Task to complete:
Starting at the first line of the data below, write out each line exactly until you reach the line containing "not just strings", and include that line too.

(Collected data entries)
//! # gravel_core - Gravel Quantity Calculation Engine
//!
//! `gravel_core` computes how much gravel a project needs: given a plot
//! shape, dimensions, fill depth, and material density, it derives area,
//! volume, weight, and estimated cost, and keeps an append-only history of
//! completed calculations.
//!
//! ## Design Philosophy
//!
//! - **Stateless**: calculations are pure functions from input to result
//! - **JSON-First**: all types implement Serialize/Deserialize
//! - **Rich Errors**: structured error types, not just strings
//! - **Best-Effort Persistence**: history appends never fail the caller;
//!   storage problems are logged, not surfaced
//!
//! ## Quick Start
//!
//! ```rust
//! use gravel_core::calculator::{calculate, CalculationInput};
//! use gravel_core::shapes::PlotDimensions;
//! use gravel_core::units::LinearUnit;
//!
//! let input = CalculationInput {
//!     dimensions: PlotDimensions::Rectangular {
//!         length: 10.0,
//!         length_unit: LinearUnit::Feet,
//!         width: 5.0,
//!         width_unit: LinearUnit::Feet,
//!     },
//!     depth: 3.0,
//!     depth_unit: LinearUnit::Inches,
//!     density_tons_per_cuyd: 1.4,
//!     price_per_ton: None,
//! };
//!
//! let result = calculate(&input).unwrap();
//! println!("{:.2} cubic yards, {:.2} tons", result.volume_cuyd, result.weight_tons);
//! ```
//!
//! ## Modules
//!
//! - [`units`] - Fixed unit conversion tables (linear and area)
//! - [`shapes`] - Plot shapes and area sub-algorithms
//! - [`calculator`] - Volume, weight, and cost derivation
//! - [`materials`] - Gravel type catalog with typical densities
//! - [`tips`] - Advisory tip selection
//! - [`history`] - Append-only calculation history with a durable mirror
//! - [`snapshot`] - Last-used form values for input prefill
//! - [`errors`] - Structured error types

pub mod calculator;
pub mod errors;
pub mod history;
pub mod materials;
pub mod shapes;
pub mod snapshot;
pub mod tips;
pub mod units;

// Re-export commonly used types at crate root for convenience
pub use calculator::{calculate, CalculationInput, CalculationResult};
pub use errors::{CalcError, CalcResult};
pub use history::{HistoryRecord, HistoryStore};
pub use shapes::{PlotDimensions, Shape};
pub use units::{AreaUnit, LinearUnit};
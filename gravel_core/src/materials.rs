//! # Gravel Materials
//!
//! Catalog of common gravel types with typical bulk densities. The
//! presentation layer shows this as a material selector; each entry maps to
//! a density constant in tons per cubic yard that feeds the calculator.
//!
//! Density stays a plain `f64` on [`crate::calculator::CalculationInput`],
//! so callers can also supply a custom value for materials not listed here.
//!
//! ## Example
//!
//! ```rust
//! use gravel_core::materials::GravelType;
//!
//! let density = GravelType::PeaGravel.density_tons_per_cuyd();
//! assert_eq!(density, 1.4);
//! ```

use std::fmt;
use std::str::FromStr;

use serde::{Deserialize, Serialize};

use crate::errors::CalcError;

/// Common gravel and decorative stone types.
#[derive(Debug, Clone, Copy, PartialEq, Eq, Hash, Serialize, Deserialize)]
pub enum GravelType {
    /// Rounded pea-sized stones, 1/4" to 1/2"
    PeaGravel,
    /// Angular crushed rock with fines, compacts well
    CrushedStone,
    /// Smooth river-worn stones, 1" to 3"
    RiverRock,
    /// Granite fines, packs to a firm surface
    DecomposedGranite,
    /// Lightweight volcanic rock
    LavaRock,
    /// White decorative marble chips
    MarbleChips,
}

impl GravelType {
    /// All catalog entries, in menu order.
    pub const ALL: [GravelType; 6] = [
        GravelType::PeaGravel,
        GravelType::CrushedStone,
        GravelType::RiverRock,
        GravelType::DecomposedGranite,
        GravelType::LavaRock,
        GravelType::MarbleChips,
    ];

    /// Typical bulk density in US short tons per cubic yard.
    pub fn density_tons_per_cuyd(self) -> f64 {
        match self {
            GravelType::PeaGravel => 1.4,
            GravelType::CrushedStone => 1.5,
            GravelType::RiverRock => 1.35,
            GravelType::DecomposedGranite => 1.6,
            GravelType::LavaRock => 0.65,
            GravelType::MarbleChips => 1.35,
        }
    }

    /// Human-readable label for selectors and reports.
    pub fn label(self) -> &'static str {
        match self {
            GravelType::PeaGravel => "Pea Gravel",
            GravelType::CrushedStone => "Crushed Stone",
            GravelType::RiverRock => "River Rock",
            GravelType::DecomposedGranite => "Decomposed Granite",
            GravelType::LavaRock => "Lava Rock",
            GravelType::MarbleChips => "Marble Chips",
        }
    }
}

impl fmt::Display for GravelType {
    fn fmt(&self, f: &mut fmt::Formatter<'_>) -> fmt::Result {
        f.write_str(self.label())
    }
}

impl FromStr for GravelType {
    type Err = CalcError;

    fn from_str(s: &str) -> Result<Self, Self::Err> {
        GravelType::ALL
            .iter()
            .copied()
            .find(|g| g.label().eq_ignore_ascii_case(s))
            .ok_or_else(|| {
                CalcError::invalid_input("gravel_type", s, "Not a known gravel type")
            })
    }
}

#[cfg(test)]
mod tests {
    use super::*;

    #[test]
    fn test_densities_are_positive() {
        for gravel in GravelType::ALL {
            assert!(gravel.density_tons_per_cuyd() > 0.0, "{}", gravel);
        }
    }

    #[test]
    fn test_label_parse_roundtrip() {
        for gravel in GravelType::ALL {
            assert_eq!(gravel.label().parse::<GravelType>().unwrap(), gravel);
        }
        assert_eq!("pea gravel".parse::<GravelType>().unwrap(), GravelType::PeaGravel);
    }

    #[test]
    fn test_unknown_type_is_an_error() {
        assert!("kryptonite".parse::<GravelType>().is_err());
    }

    #[test]
    fn test_serialization() {
        let json = serde_json::to_string(&GravelType::RiverRock).unwrap();
        assert_eq!(json, "\"RiverRock\"");
        let roundtrip: GravelType = serde_json::from_str(&json).unwrap();
        assert_eq!(roundtrip, GravelType::RiverRock);
    }
}
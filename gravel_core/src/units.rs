//! # Unit Conversion Table
//!
//! Closed enumerations of the units a plot dimension may be entered in,
//! with fixed factors converting each unit to the calculator's base units
//! (feet for linear measurements, square feet for areas).
//!
//! ## Design Philosophy
//!
//! Linear and area units are deliberately two independent tables rather
//! than one table with derived entries. The area factors (sqft, sqm, sqyd)
//! are their own decimal constants and are NOT computed by squaring the
//! linear factors. Both tables are fixed at compile time and never mutated.
//!
//! ## Example
//!
//! ```rust
//! use gravel_core::units::{AreaUnit, LinearUnit};
//!
//! let depth_ft = LinearUnit::Inches.to_feet(3.0);
//! assert!((depth_ft - 0.25).abs() < 1e-6);
//!
//! let area_sqft = AreaUnit::SquareMeters.to_square_feet(100.0);
//! assert!((area_sqft - 1076.39).abs() < 1e-6);
//! ```

use std::fmt;
use std::str::FromStr;

use serde::{Deserialize, Serialize};

use crate::errors::CalcError;

// ============================================================================
// Linear Units
// ============================================================================

/// A unit for linear dimensions (length, width, diameter, base, height, depth).
#[derive(Debug, Clone, Copy, PartialEq, Eq, Hash, Serialize, Deserialize)]
pub enum LinearUnit {
    #[serde(rename = "ft")]
    Feet,
    #[serde(rename = "m")]
    Meters,
    #[serde(rename = "in")]
    Inches,
    #[serde(rename = "yd")]
    Yards,
    #[serde(rename = "cm")]
    Centimeters,
    #[serde(rename = "mm")]
    Millimeters,
}

impl LinearUnit {
    /// All recognized linear units, in menu order.
    pub const ALL: [LinearUnit; 6] = [
        LinearUnit::Feet,
        LinearUnit::Meters,
        LinearUnit::Inches,
        LinearUnit::Yards,
        LinearUnit::Centimeters,
        LinearUnit::Millimeters,
    ];

    /// Multiplicative factor converting one of this unit to feet.
    pub fn to_feet_factor(self) -> f64 {
        match self {
            LinearUnit::Feet => 1.0,
            LinearUnit::Meters => 3.28084,
            LinearUnit::Inches => 0.0833333,
            LinearUnit::Yards => 3.0,
            LinearUnit::Centimeters => 0.0328084,
            LinearUnit::Millimeters => 0.00328084,
        }
    }

    /// Convert a raw value in this unit to feet.
    pub fn to_feet(self, value: f64) -> f64 {
        value * self.to_feet_factor()
    }

    /// The short symbol used in serialized data and unit selectors.
    pub fn symbol(self) -> &'static str {
        match self {
            LinearUnit::Feet => "ft",
            LinearUnit::Meters => "m",
            LinearUnit::Inches => "in",
            LinearUnit::Yards => "yd",
            LinearUnit::Centimeters => "cm",
            LinearUnit::Millimeters => "mm",
        }
    }
}

impl fmt::Display for LinearUnit {
    fn fmt(&self, f: &mut fmt::Formatter<'_>) -> fmt::Result {
        f.write_str(self.symbol())
    }
}

impl FromStr for LinearUnit {
    type Err = CalcError;

    fn from_str(s: &str) -> Result<Self, Self::Err> {
        match s {
            "ft" => Ok(LinearUnit::Feet),
            "m" => Ok(LinearUnit::Meters),
            "in" => Ok(LinearUnit::Inches),
            "yd" => Ok(LinearUnit::Yards),
            "cm" => Ok(LinearUnit::Centimeters),
            "mm" => Ok(LinearUnit::Millimeters),
            other => Err(CalcError::unknown_unit(other)),
        }
    }
}

// ============================================================================
// Area Units
// ============================================================================

/// A unit for directly-entered areas (the irregular shape input).
///
/// Factors convert to square feet and are independent constants, not
/// squared linear factors.
#[derive(Debug, Clone, Copy, PartialEq, Eq, Hash, Serialize, Deserialize)]
pub enum AreaUnit {
    #[serde(rename = "sqft")]
    SquareFeet,
    #[serde(rename = "sqm")]
    SquareMeters,
    #[serde(rename = "sqyd")]
    SquareYards,
}

impl AreaUnit {
    /// All recognized area units, in menu order.
    pub const ALL: [AreaUnit; 3] = [
        AreaUnit::SquareFeet,
        AreaUnit::SquareMeters,
        AreaUnit::SquareYards,
    ];

    /// Multiplicative factor converting one of this unit to square feet.
    pub fn to_square_feet_factor(self) -> f64 {
        match self {
            AreaUnit::SquareFeet => 1.0,
            AreaUnit::SquareMeters => 10.7639,
            AreaUnit::SquareYards => 9.0,
        }
    }

    /// Convert a raw area in this unit to square feet.
    pub fn to_square_feet(self, value: f64) -> f64 {
        value * self.to_square_feet_factor()
    }

    /// The short symbol used in serialized data and unit selectors.
    pub fn symbol(self) -> &'static str {
        match self {
            AreaUnit::SquareFeet => "sqft",
            AreaUnit::SquareMeters => "sqm",
            AreaUnit::SquareYards => "sqyd",
        }
    }
}

impl fmt::Display for AreaUnit {
    fn fmt(&self, f: &mut fmt::Formatter<'_>) -> fmt::Result {
        f.write_str(self.symbol())
    }
}

impl FromStr for AreaUnit {
    type Err = CalcError;

    fn from_str(s: &str) -> Result<Self, Self::Err> {
        match s {
            "sqft" => Ok(AreaUnit::SquareFeet),
            "sqm" => Ok(AreaUnit::SquareMeters),
            "sqyd" => Ok(AreaUnit::SquareYards),
            other => Err(CalcError::unknown_unit(other)),
        }
    }
}
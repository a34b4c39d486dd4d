//! # Form Snapshot
//!
//! Convenience persistence of last-used input values, keyed by field
//! identifier. Values are stored and restored verbatim as strings with no
//! validation; the presentation layer uses them to prefill its inputs.
//!
//! Persistence follows the same best-effort contract as the history store:
//! saves are swallowed-and-logged on failure, loads fall back to empty.

use std::collections::HashMap;
use std::fs;
use std::path::{Path, PathBuf};

use log::warn;

/// Default file name for the snapshot mirror.
pub const SNAPSHOT_FILE: &str = "gravel_form_data.json";

/// Last-used raw form values, keyed by field identifier.
///
/// Persisted as a flat field-id to value JSON object.
#[derive(Debug, Default)]
pub struct FormSnapshot {
    path: PathBuf,
    values: HashMap<String, String>,
}

impl FormSnapshot {
    /// Load a snapshot from the given file, or start empty if the file is
    /// absent or unreadable.
    pub fn open(path: impl Into<PathBuf>) -> Self {
        let path = path.into();
        let values = fs::read_to_string(&path)
            .ok()
            .and_then(|contents| serde_json::from_str(&contents).ok())
            .unwrap_or_default();
        FormSnapshot { path, values }
    }

    /// Get the stored value for a field, if any.
    pub fn get(&self, field: &str) -> Option<&str> {
        self.values.get(field).map(String::as_str)
    }

    /// Store a field value verbatim.
    pub fn set(&mut self, field: impl Into<String>, value: impl Into<String>) {
        self.values.insert(field.into(), value.into());
    }

    /// Best-effort write of all values back to the mirror file.
    pub fn save(&self) {
        let json = match serde_json::to_string_pretty(&self.values) {
            Ok(json) => json,
            Err(e) => {
                warn!("could not serialize form snapshot: {}", e);
                return;
            }
        };
        if let Err(e) = fs::write(&self.path, json) {
            warn!("could not save form snapshot to {}: {}", self.path.display(), e);
        }
    }

    pub fn path(&self) -> &Path {
        &self.path
    }
}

Task output:
//! # gravel_core - Gravel Quantity Calculation Engine
//!
//! `gravel_core` computes how much gravel a project needs: given a plot
//! shape, dimensions, fill depth, and material density, it derives area,
//! volume, weight, and estimated cost, and keeps an append-only history of
//! completed calculations.
//!
//! ## Design Philosophy
//!
//! - **Stateless**: calculations are pure functions from input to result
//! - **JSON-First**: all types implement Serialize/Deserialize
//! - **Rich Errors**: structured error types, not just strings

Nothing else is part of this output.